This is written as a quick stovetop recipe, but you can easily turn it into a baked mac and cheese! Check out the "how to bake mac and cheese" directions in Mac and Cheese 101 to learn how.
A quick mac and cheese primer
There are two main styles of macaroni and cheese: The French-leaning version builds a creamy sauce using a basic stovetop béchamel sauce (a flour-and-butter base - called a roux - with lots of milk). Southern mac and cheese is typically baked and sometimes features eggs or evaporated milk in addition to a blend of cheeses and seasonings.
The "right" way to make mac and cheese is different for everyone. Our mac and cheese recipes have plenty of riffs and mix-ins, and they lean towards the French style: excellent right off the stovetop or baked with breadcrumbs or extra cheese on top.
Love this recipe? Try our Jalapeño Popper Mac and Cheese →Print
This easy mac and cheese recipe gets a boost of fall flavor from hard cider and crispy bacon!
- 1 pound pasta (we used large shells)
- ½ pound thick-cut bacon, diced into ½-inch pieces
- 3 Tablespoons flour
- ⅔ cup hard apple cider
- 1 ⅓ cup milk
- salt and pepper to taste
- 2 ½ cups shredded sharp white cheddar cheese (we love this aged cheddar from Kerrygold!)
- Cook pasta in very salty water until al dente. Drain and set aside.
- Heat a large saucepan over medium-high heat (we use the same pot we just cooked the pasta in!) Add the diced bacon and cook, stirring occasionally, for 5-7 minutes until crispy.

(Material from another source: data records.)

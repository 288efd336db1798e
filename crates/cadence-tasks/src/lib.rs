//! `cadence-tasks`: task records, their state machine, SQLite persistence
//! and the retry wrapper tasks run under.
//!
//! # Task states
//!
//! | State      | Meaning                                              |
//! |------------|------------------------------------------------------|
//! | `Runnable` | No status flag set; the scheduler may pick it up     |
//! | `Queued`   | Picked up, waiting for an executor                   |
//! | `Running`  | Executing                                            |
//! | `Errored`  | Last run failed; `error_text` says why               |
//! | `Disabled` | Switched off by an operator; dominates all the above |
//!
//! The scheduler loop that drives these transitions lives outside this crate;
//! it talks to [`TaskRepository`] only.

pub mod db;
pub mod error;
pub mod logs;
pub mod repo;
pub mod retry;
pub mod schedule;
pub mod types;

pub use error::{Result, TaskError};
pub use logs::DEFAULT_TAIL_LINES;
pub use repo::TaskRepository;
pub use retry::{run_with_retry, RetryError, RetryPolicy};
pub use schedule::compute_next_run;
pub use types::{
    Day, IntervalUnit, ScheduleInfo, ScheduleKind, TaskDraft, TaskRecord, TaskState, Transition,
};
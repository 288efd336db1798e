//! Fluent schedule sentences.
//!
//! ```rust,no_run
//! use cadence_build::{BuildPipeline, Schedule};
//!
//! # async fn demo(pipeline: &BuildPipeline) -> cadence_build::Result<()> {
//! Schedule::new().run().every(10).seconds().build(pipeline).await?;
//! Schedule::new().on().monday().at("09:30").build(pipeline).await?;
//! # Ok(())
//! # }
//! ```
//!
//! Nothing is checked until the sentence is built, so a bad interval or time
//! literal surfaces as [`BuildError::Configuration`] from `build`.

use std::path::Path;

use cadence_tasks::schedule::{parse_time, TIME_LAYOUT};
use cadence_tasks::{Day, IntervalUnit, ScheduleInfo, TaskRecord};
use figment::{
    providers::{Env, Format, Toml},
    Figment,
};
use serde::Deserialize;
use tracing::debug;

use crate::error::{BuildError, Result};
use crate::pipeline::{BuildPipeline, BuildTask};

/// File read from the task's working directory by [`Action::build`].
pub const MANIFEST_FILE: &str = "task.toml";

/// Name and description of the task being built.
///
/// Resolved from `task.toml` with `TASK_NAME` / `TASK_DESCRIPTION`
/// environment overrides.
#[derive(Debug, Clone, PartialEq, Eq, Deserialize)]
pub struct TaskManifest {
    pub name: String,
    #[serde(default)]
    pub description: String,
}

impl TaskManifest {
    pub fn new(name: impl Into<String>, description: impl Into<String>) -> Self {
        Self {
            name: name.into(),
            description: description.into(),
        }
    }

    /// Load from `<dir>/task.toml` merged with `TASK_*` env vars.
    pub fn load(dir: &Path) -> Result<Self> {
        let manifest: Self = Figment::new()
            .merge(Toml::file(dir.join(MANIFEST_FILE)))
            .merge(Env::prefixed("TASK_").only(&["name", "description"]))
            .extract()
            .map_err(|e| BuildError::Manifest(e.to_string()))?;
        manifest.validate()?;
        Ok(manifest)
    }

    /// The name becomes a directory under the tasks dir and a file stem
    /// under the workspace, so it must stay a single path component.
    fn validate(&self) -> Result<()> {
        let name = self.name.trim();
        if name.is_empty() {
            return Err(BuildError::Manifest("task name is empty".into()));
        }
        if name == "." || name == ".." || name.contains(['/', '\\', '\0']) {
            return Err(BuildError::Manifest(format!(
                "task name '{}' must not contain path separators or be '.' or '..'",
                self.name
            )));
        }
        Ok(())
    }
}

/// Start of every sentence.
#[derive(Debug, Clone, Copy, Default)]
pub struct Schedule;

impl Schedule {
    pub fn new() -> Self {
        Schedule
    }

    /// `run().every(n).<unit>()`
    pub fn run(self) -> Run {
        Run
    }

    /// `on().<day>().at("HH:MM")`
    pub fn on(self) -> On {
        On
    }
}

#[derive(Debug, Clone, Copy)]
pub struct Run;

impl Run {
    pub fn every(self, n: i64) -> Every {
        Every { n }
    }
}

#[derive(Debug, Clone, Copy)]
pub struct Every {
    n: i64,
}

impl Every {
    pub fn seconds(self) -> Action {
        self.unit(IntervalUnit::Seconds)
    }

    pub fn minutes(self) -> Action {
        self.unit(IntervalUnit::Minutes)
    }

    pub fn hours(self) -> Action {
        self.unit(IntervalUnit::Hours)
    }

    fn unit(self, unit: IntervalUnit) -> Action {
        Action(Pending::Interval { n: self.n, unit })
    }
}

#[derive(Debug, Clone, Copy)]
pub struct On;

impl On {
    pub fn monday(self) -> OnDay {
        OnDay(Day::Monday)
    }
    pub fn tuesday(self) -> OnDay {
        OnDay(Day::Tuesday)
    }
    pub fn wednesday(self) -> OnDay {
        OnDay(Day::Wednesday)
    }
    pub fn thursday(self) -> OnDay {
        OnDay(Day::Thursday)
    }
    pub fn friday(self) -> OnDay {
        OnDay(Day::Friday)
    }
    pub fn saturday(self) -> OnDay {
        OnDay(Day::Saturday)
    }
    pub fn sunday(self) -> OnDay {
        OnDay(Day::Sunday)
    }
}

#[derive(Debug, Clone, Copy)]
pub struct OnDay(Day);

impl OnDay {
    pub fn at(self, time: impl Into<String>) -> Action {
        Action(Pending::DayTime {
            day: self.0,
            time: time.into(),
        })
    }
}

#[derive(Debug, Clone, PartialEq, Eq)]
enum Pending {
    Interval { n: i64, unit: IntervalUnit },
    DayTime { day: Day, time: String },
}

/// A complete, not yet validated schedule sentence.
#[derive(Debug, Clone, PartialEq, Eq)]
pub struct Action(Pending);

impl Action {
    /// Validate the sentence into a storable descriptor.
    pub fn schedule_info(&self) -> Result<ScheduleInfo> {
        match &self.0 {
            Pending::Interval { n, unit } => {
                let interval = u64::try_from(*n)
                    .ok()
                    .filter(|n| *n > 0)
                    .ok_or_else(|| {
                        BuildError::Configuration(format!("interval must be positive, got {n}"))
                    })?;
                Ok(ScheduleInfo::Interval {
                    unit: *unit,
                    interval,
                })
            }
            Pending::DayTime { day, time } => {
                let parsed = parse_time(time).ok_or_else(|| {
                    BuildError::Configuration(format!(
                        "invalid time '{time}', expected 24-hour HH:MM"
                    ))
                })?;
                Ok(ScheduleInfo::DayTime {
                    day: *day,
                    time: parsed.format(TIME_LAYOUT).to_string(),
                })
            }
        }
    }

    /// Build using the manifest found in the current directory.
    pub async fn build(self, pipeline: &BuildPipeline) -> Result<TaskRecord> {
        let schedule_info = self.schedule_info()?;
        let cwd = std::env::current_dir()
            .map_err(|e| BuildError::Manifest(format!("cannot read working directory: {e}")))?;
        let manifest = TaskManifest::load(&cwd)?;
        run(pipeline, manifest, schedule_info).await
    }

    /// Build with an explicit manifest; no file or environment lookup.
    pub async fn build_with(
        self,
        pipeline: &BuildPipeline,
        manifest: TaskManifest,
    ) -> Result<TaskRecord> {
        let schedule_info = self.schedule_info()?;
        manifest.validate()?;
        run(pipeline, manifest, schedule_info).await
    }
}

async fn run(
    pipeline: &BuildPipeline,
    manifest: TaskManifest,
    schedule_info: ScheduleInfo,
) -> Result<TaskRecord> {
    debug!(task = %manifest.name, schedule = %schedule_info.flatten(), "schedule accepted");
    pipeline
        .build(BuildTask {
            name: manifest.name,
            description: manifest.description,
            schedule_info,
        })
        .await
}
use rusqlite::{Connection, Result};

use crate::types::User;

/// Column order shared by every user SELECT in this crate.
pub(crate) const USER_SELECT_SQL: &str =
    "SELECT id, user_name, password, token, created_at, updated_at FROM users";

/// Map a SELECT row (column order from USER_SELECT_SQL) to a User.
pub(crate) fn row_to_user(row: &rusqlite::Row<'_>) -> Result<User> {
    Ok(User {
        id: row.get(0)?,
        user_name: row.get(1)?,
        password: row.get(2)?,
        token: row.get(3)?,
        created_at: row.get(4)?,
        updated_at: row.get(5)?,
    })
}

/// Initialise the users table. Safe to call on every startup.
pub fn init_db(conn: &Connection) -> Result<()> {
    // UNIQUE(token) backs validate_token's single-row lookup.
    conn.execute_batch(
        "CREATE TABLE IF NOT EXISTS users (
            id          TEXT PRIMARY KEY NOT NULL,
            user_name   TEXT NOT NULL UNIQUE,
            password    TEXT NOT NULL,
            token       TEXT NOT NULL UNIQUE,
            created_at  TEXT NOT NULL,
            updated_at  TEXT NOT NULL
        );",
    )
}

- Remove crispy bacon from pot with a slotted spoon and set aside. Leave the bacon fat in the pot - you want about 3 Tablespoons!
- Reduce heat to medium. Add flour and whisk together with bacon fat to form a roux. Cook for about a minute until the roux is sizzling.
- Add hard apple cider to pot a little at a time, whisking constantly to work out any lumps. Add milk and whisk to combine. Cook, whisking frequently, until sauce has thickened and reached a low simmer, about 8 minutes.
- Add salt and pepper to taste.
- Remove pot from heat and stir in shredded cheese. Mix until cheese is melted and you have a smooth sauce.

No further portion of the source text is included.